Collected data
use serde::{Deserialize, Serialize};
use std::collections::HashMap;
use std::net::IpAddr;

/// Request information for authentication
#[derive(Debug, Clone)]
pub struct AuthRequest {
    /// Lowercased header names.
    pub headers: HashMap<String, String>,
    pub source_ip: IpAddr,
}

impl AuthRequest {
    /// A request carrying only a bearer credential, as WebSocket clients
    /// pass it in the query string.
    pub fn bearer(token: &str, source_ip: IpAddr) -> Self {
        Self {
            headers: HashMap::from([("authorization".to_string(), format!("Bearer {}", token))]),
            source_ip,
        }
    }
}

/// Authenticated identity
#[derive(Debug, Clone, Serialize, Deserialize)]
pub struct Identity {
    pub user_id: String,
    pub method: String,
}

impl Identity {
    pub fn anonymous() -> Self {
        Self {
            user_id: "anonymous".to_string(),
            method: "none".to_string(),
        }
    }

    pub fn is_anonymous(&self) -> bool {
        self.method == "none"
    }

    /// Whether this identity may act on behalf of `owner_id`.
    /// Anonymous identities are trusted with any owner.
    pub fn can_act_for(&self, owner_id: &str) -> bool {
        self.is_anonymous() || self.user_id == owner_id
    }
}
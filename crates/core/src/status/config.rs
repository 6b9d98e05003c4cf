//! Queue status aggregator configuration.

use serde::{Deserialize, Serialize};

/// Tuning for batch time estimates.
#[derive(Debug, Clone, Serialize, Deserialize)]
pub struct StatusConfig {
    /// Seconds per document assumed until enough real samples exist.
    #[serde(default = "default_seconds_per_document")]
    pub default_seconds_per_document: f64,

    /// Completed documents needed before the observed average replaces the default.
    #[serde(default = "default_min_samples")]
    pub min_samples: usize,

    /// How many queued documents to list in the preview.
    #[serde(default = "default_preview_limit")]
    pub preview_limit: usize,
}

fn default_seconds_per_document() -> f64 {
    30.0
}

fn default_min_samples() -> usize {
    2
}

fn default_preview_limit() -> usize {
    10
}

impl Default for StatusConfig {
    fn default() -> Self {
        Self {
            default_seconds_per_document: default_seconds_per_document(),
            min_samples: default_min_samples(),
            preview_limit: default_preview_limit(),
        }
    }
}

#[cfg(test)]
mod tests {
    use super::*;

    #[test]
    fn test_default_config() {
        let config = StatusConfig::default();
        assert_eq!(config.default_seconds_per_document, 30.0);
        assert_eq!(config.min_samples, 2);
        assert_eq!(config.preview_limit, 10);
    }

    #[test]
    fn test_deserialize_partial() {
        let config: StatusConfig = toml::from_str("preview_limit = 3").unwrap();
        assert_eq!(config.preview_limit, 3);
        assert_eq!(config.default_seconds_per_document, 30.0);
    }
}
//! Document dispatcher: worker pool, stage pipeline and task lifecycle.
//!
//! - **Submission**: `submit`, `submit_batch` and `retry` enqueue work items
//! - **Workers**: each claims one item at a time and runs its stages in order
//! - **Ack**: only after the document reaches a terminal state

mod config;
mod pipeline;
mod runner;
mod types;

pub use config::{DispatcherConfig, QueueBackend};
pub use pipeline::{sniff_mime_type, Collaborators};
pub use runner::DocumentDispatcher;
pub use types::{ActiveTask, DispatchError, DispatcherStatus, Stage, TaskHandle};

__Task brief__
Going from the line that contains "assert_eq!(config.min_samples, 2);" to the last line of the records, reproduce every line as written.

__Final answer__
        assert_eq!(config.min_samples, 2);
        assert_eq!(config.preview_limit, 10);
    }

    #[test]
    fn test_deserialize_partial() {
        let config: StatusConfig = toml::from_str("preview_limit = 3").unwrap();
        assert_eq!(config.preview_limit, 3);
        assert_eq!(config.default_seconds_per_document, 30.0);
    }
}
//! Document dispatcher: worker pool, stage pipeline and task lifecycle.
//!
//! - **Submission**: `submit`, `submit_batch` and `retry` enqueue work items
//! - **Workers**: each claims one item at a time and runs its stages in order
//! - **Ack**: only after the document reaches a terminal state

mod config;
mod pipeline;
mod runner;
mod types;

pub use config::{DispatcherConfig, QueueBackend};
pub use pipeline::{sniff_mime_type, Collaborators};
pub use runner::DocumentDispatcher;
pub use types::{ActiveTask, DispatchError, DispatcherStatus, Stage, TaskHandle};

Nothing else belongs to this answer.